The organism has an incubation period of 1 day to 2 weeks and it enters the skin through disrupted mucosa or skin of the external genitalia and colonises subcutaneous tissues, then produces toxins that damages the tissue which results in an ulcer formation.
The disease typically begins as a small inflammatory papule at the site of inoculation; within days, the papule may erode to form an extremely painful deep ulcerations.
About 50% of the patients will also have associated inguinal lymphadenopathy which is painful. Other rare symptoms include dysuria and dyspareunia.
Location of chancroid lesions:
The main investigative techniques are:
- Culture and sensitivity
- PCR (most sensitive)
A definitive diagnosis of chancroid requires the identification of Haemophilus ducreyi on special culture media. For many years in vitro culture was the “gold standard” for evaluating chancroid. However, the advent of more sensitive DNA amplification techniques such as polymerase chain reaction (PCR) shows higher sensitivity.
Microscopy is also useful if there is a high load of organisms present that show the characteristic gram-negative bacillus which exhibits an unusual tendency to auto-agglutinate. Microscopically, various morphological forms have been described such as “schools of fish,” “railroad tracks,” and “fingerprints'. However, this method has only limited value because of low sensitivity (5% to 63%) and specificity (51% to 99%).
The serologic diagnosis of chancroid has been useful in a number of epidemiological studies, using enzyme-linked immunoassays. However, for the individual patient, the method lacks sensitivity, specificity and cannot distinguish between remote and recent infection.

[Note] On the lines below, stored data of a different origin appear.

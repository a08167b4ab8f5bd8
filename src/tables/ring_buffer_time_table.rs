use std::iter::FusedIterator;

use tracing::{debug, warn};

use crate::error::TimeTableError;
use crate::time_table::{TimeTable, TimeTableEntry};
use crate::types::{Amount, Tick};

/// Default number of slots a new table starts with.
pub const DEFAULT_BUFFER_SIZE: usize = 64;

/// Default ceiling multiplier: a table may grow to this many times its initial size.
pub const DEFAULT_GROWTH_LIMIT: usize = 64;

/// Array-backed circular implementation of [`TimeTable`].
///
/// Entries live in a fixed-size slot array between two cursors: `read` points
/// at the oldest live entry and `write` at the next free slot. One slot is
/// always kept free so that `read == write` unambiguously means empty, hence a
/// buffer of size `n` holds at most `n - 1` entries.
///
/// When an insertion finds the buffer full, the buffer doubles (capped at
/// `max_buffer_size`) and the live entries are compacted to the start of the
/// new array in order.
///
/// # Example
///
/// ```rust
/// use rate_window_core::{RingBufferTimeTable, TimeTable};
///
/// let mut table = RingBufferTimeTable::new(4, 8).unwrap();
/// table.add_entry(1, 0).unwrap();
/// table.add_entry(2, 1).unwrap();
/// table.add_entry(4, 2).unwrap();
///
/// assert_eq!(table.current_sum(), 7);
/// assert_eq!(table.sum_before(1), 1);
/// assert_eq!(table.sum_after(1), 4);
/// assert_eq!(table.minimum_sum_reached(3), Some(1));
///
/// table.purge_entries_before(1);
/// assert_eq!(table.entry_count(), 2);
/// assert_eq!(table.current_sum(), 6);
/// ```
#[derive(Debug, Clone)]
pub struct RingBufferTimeTable {
    /// Slot array; only the region `read..write` (wrapping) is live
    slots: Box<[TimeTableEntry]>,
    /// Upper bound for `slots.len()`
    max_buffer_size: usize,
    /// Index of the oldest live entry
    read: usize,
    /// Index of the next free slot
    write: usize,
    /// Sum of all live amounts
    sum: Amount,
}

impl Default for RingBufferTimeTable {
    fn default() -> Self {
        Self {
            slots: vec![TimeTableEntry::default(); DEFAULT_BUFFER_SIZE].into_boxed_slice(),
            max_buffer_size: DEFAULT_BUFFER_SIZE * DEFAULT_GROWTH_LIMIT,
            read: 0,
            write: 0,
            sum: 0,
        }
    }
}

impl RingBufferTimeTable {
    /// Creates an empty table with `buffer_size` slots that may grow up to
    /// `max_buffer_size` slots.
    ///
    /// # Errors
    ///
    /// Returns [`TimeTableError::InvalidConfig`] if `buffer_size < 2` or
    /// `max_buffer_size < buffer_size`.
    pub fn new(buffer_size: usize, max_buffer_size: usize) -> Result<Self, TimeTableError> {
        if buffer_size < 2 || max_buffer_size < buffer_size {
            return Err(TimeTableError::InvalidConfig {
                buffer_size,
                max_buffer_size,
            });
        }

        Ok(Self {
            slots: vec![TimeTableEntry::default(); buffer_size].into_boxed_slice(),
            max_buffer_size,
            read: 0,
            write: 0,
            sum: 0,
        })
    }

    /// Creates an empty table with `buffer_size` slots and the default
    /// ceiling of `64 * buffer_size`.
    pub fn with_buffer_size(buffer_size: usize) -> Result<Self, TimeTableError> {
        Self::new(buffer_size, buffer_size.saturating_mul(DEFAULT_GROWTH_LIMIT))
    }

    /// Current number of slots.
    #[inline]
    pub fn current_buffer_size(&self) -> usize {
        self.slots.len()
    }

    /// The size past which the buffer never grows.
    #[inline]
    pub fn max_buffer_size(&self) -> usize {
        self.max_buffer_size
    }

    /// Borrowing iterator over the live entries, oldest first.
    ///
    /// The iterator is double-ended, so `.rev()` walks newest first.
    pub fn iter(&self) -> Iter<'_> {
        Iter {
            slots: &self.slots,
            front: self.read,
            remaining: self.entry_count(),
        }
    }

    /// Moves the live entries into a buffer of `new_size` slots, keeping their
    /// order. Can grow or shrink the buffer.
    ///
    /// # Errors
    ///
    /// * [`TimeTableError::BeyondMaxBufferSize`] if `new_size > max_buffer_size`
    /// * [`TimeTableError::BufferTooSmall`] if `new_size` slots cannot hold
    ///   the current entries (one slot always stays free)
    pub fn resize_buffer(&mut self, new_size: usize) -> Result<(), TimeTableError> {
        if new_size > self.max_buffer_size {
            return Err(TimeTableError::BeyondMaxBufferSize {
                requested: new_size,
                max_buffer_size: self.max_buffer_size,
            });
        }
        let entries = self.entry_count();
        if new_size <= entries {
            return Err(TimeTableError::BufferTooSmall {
                requested: new_size,
                entries,
            });
        }

        let mut slots = vec![TimeTableEntry::default(); new_size].into_boxed_slice();
        for (slot, entry) in slots.iter_mut().zip(self.iter()) {
            *slot = entry;
        }

        debug!(
            old_size = self.slots.len(),
            new_size,
            entries,
            "Resized time table buffer"
        );

        self.slots = slots;
        self.read = 0;
        self.write = entries;
        Ok(())
    }

    #[inline]
    fn next_index(&self, index: usize) -> usize {
        (index + 1) % self.slots.len()
    }

    #[inline]
    fn newest(&self) -> Option<&TimeTableEntry> {
        if self.read == self.write {
            None
        } else {
            let len = self.slots.len();
            Some(&self.slots[(self.write + len - 1) % len])
        }
    }

    /// Doubles the buffer, capped at `max_buffer_size`.
    fn grow(&mut self) -> Result<(), TimeTableError> {
        let current = self.slots.len();
        let target = current.saturating_mul(2).min(self.max_buffer_size);
        if target <= current {
            return Err(TimeTableError::BeyondMaxBufferSize {
                requested: current.saturating_mul(2),
                max_buffer_size: self.max_buffer_size,
            });
        }
        self.resize_buffer(target)
    }
}

impl TimeTable for RingBufferTimeTable {
    fn add_entry(&mut self, amount: Amount, tick: Tick) -> Result<(), TimeTableError> {
        if tick < 0 {
            return Err(TimeTableError::NegativeTick { tick });
        }
        if amount < 0 {
            return Err(TimeTableError::NegativeAmount { amount });
        }
        if let Some(newest) = self.newest() {
            if newest.tick > tick {
                let last_tick = newest.tick;
                warn!(last_tick, tick, "Rejected time table entry older than newest entry");
                return Err(TimeTableError::ExpiredTick { last_tick, tick });
            }
        }
        let sum = self
            .sum
            .checked_add(amount)
            .ok_or(TimeTableError::Overflow {
                current_sum: self.sum,
                amount,
            })?;

        // Growing is the last fallible step, so a failure leaves the table as it was
        if self.next_index(self.write) == self.read {
            self.grow()?;
        }

        self.slots[self.write] = TimeTableEntry::new(tick, amount);
        self.write = self.next_index(self.write);
        self.sum = sum;
        Ok(())
    }

    fn purge_entries_before(&mut self, deadline: Tick) {
        while self.read != self.write && self.slots[self.read].tick < deadline {
            self.sum -= self.slots[self.read].amount;
            self.read = self.next_index(self.read);
        }
    }

    fn clear(&mut self) {
        self.read = 0;
        self.write = 0;
        self.sum = 0;
    }

    #[inline]
    fn current_sum(&self) -> Amount {
        self.sum
    }

    #[inline]
    fn entry_count(&self) -> usize {
        if self.read <= self.write {
            self.write - self.read
        } else {
            self.slots.len() - self.read + self.write
        }
    }

    /// One slot stays free to tell a full buffer from an empty one.
    #[inline]
    fn max_entry_count(&self) -> usize {
        self.max_buffer_size - 1
    }

    #[inline]
    fn first_time(&self) -> Option<Tick> {
        if self.read == self.write {
            None
        } else {
            Some(self.slots[self.read].tick)
        }
    }

    #[inline]
    fn last_time(&self) -> Option<Tick> {
        self.newest().map(|entry| entry.tick)
    }

    fn entries(&self) -> Vec<TimeTableEntry> {
        self.iter().collect()
    }

    fn sum_before(&self, deadline: Tick) -> Amount {
        self.iter()
            .take_while(|entry| entry.tick < deadline)
            .map(|entry| entry.amount)
            .sum()
    }

    fn sum_after(&self, deadline: Tick) -> Amount {
        self.iter()
            .rev()
            .take_while(|entry| entry.tick > deadline)
            .map(|entry| entry.amount)
            .sum()
    }

    fn minimum_sum_reached(&self, required_sum: Amount) -> Option<Tick> {
        let mut running: Amount = 0;
        self.iter().find_map(|entry| {
            running += entry.amount;
            (running >= required_sum).then_some(entry.tick)
        })
    }
}

impl<'a> IntoIterator for &'a RingBufferTimeTable {
    type Item = TimeTableEntry;
    type IntoIter = Iter<'a>;

    fn into_iter(self) -> Self::IntoIter {
        self.iter()
    }
}

/// Iterator over the live entries of a [`RingBufferTimeTable`].
#[derive(Debug, Clone)]
pub struct Iter<'a> {
    slots: &'a [TimeTableEntry],
    front: usize,
    remaining: usize,
}

impl Iterator for Iter<'_> {
    type Item = TimeTableEntry;

    fn next(&mut self) -> Option<Self::Item> {
        if self.remaining == 0 {
            return None;
        }
        let entry = self.slots[self.front];
        self.front = (self.front + 1) % self.slots.len();
        self.remaining -= 1;
        Some(entry)
    }

    fn size_hint(&self) -> (usize, Option<usize>) {
        (self.remaining, Some(self.remaining))
    }
}

impl DoubleEndedIterator for Iter<'_> {
    fn next_back(&mut self) -> Option<Self::Item> {
        if self.remaining == 0 {
            return None;
        }
        self.remaining -= 1;
        Some(self.slots[(self.front + self.remaining) % self.slots.len()])
    }
}

impl ExactSizeIterator for Iter<'_> {}

impl FusedIterator for Iter<'_> {}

Serologic testing for syphilis and HIV and cultures for herpes should be done to exclude other causes of genital ulcers.
Syphilitic ulcer is caused by Treponema pallidum, which is typically painful and non-exudative, whereas chancroid is typically painless and has a grey or yellow purulent exudate. However, both lesions can be present at multiple sites with multiple lesions and classically appear on the genitals of infected individuals.
Genital herpes is caused by Herpes Simplex Virus. Usually, it appears as multiple vesicular lesions that rupture and become painful shallow ulcers. Ulcers are shallower than chancroid lesions with a clean base. It is more commonly associated with systemic symptoms such as fever, headache and malaise.
The recent WHO recommendation is either:
- A single oral dose (500 mg) of ciprofloxacin, a single IM dose (250 mg) of ceftriaxone or an oral (500 mg) of erythromycin three times a day for seven days.
While the United Kingdom’s Clinical Effectiveness Group recommends either:
- A single IM dose (250 mg) of ceftriaxone, a single IM dose (1gram) of azithromycin or an oral (500 mg) of erythromycin four times a day for seven days.
Sexual partners of a patient who has chancroid should be examined and treated for chancroid if they have had sexual contact with the patient during 10 days preceding the onset of symptoms in the patient. This is done even if the partners do not have any symptoms.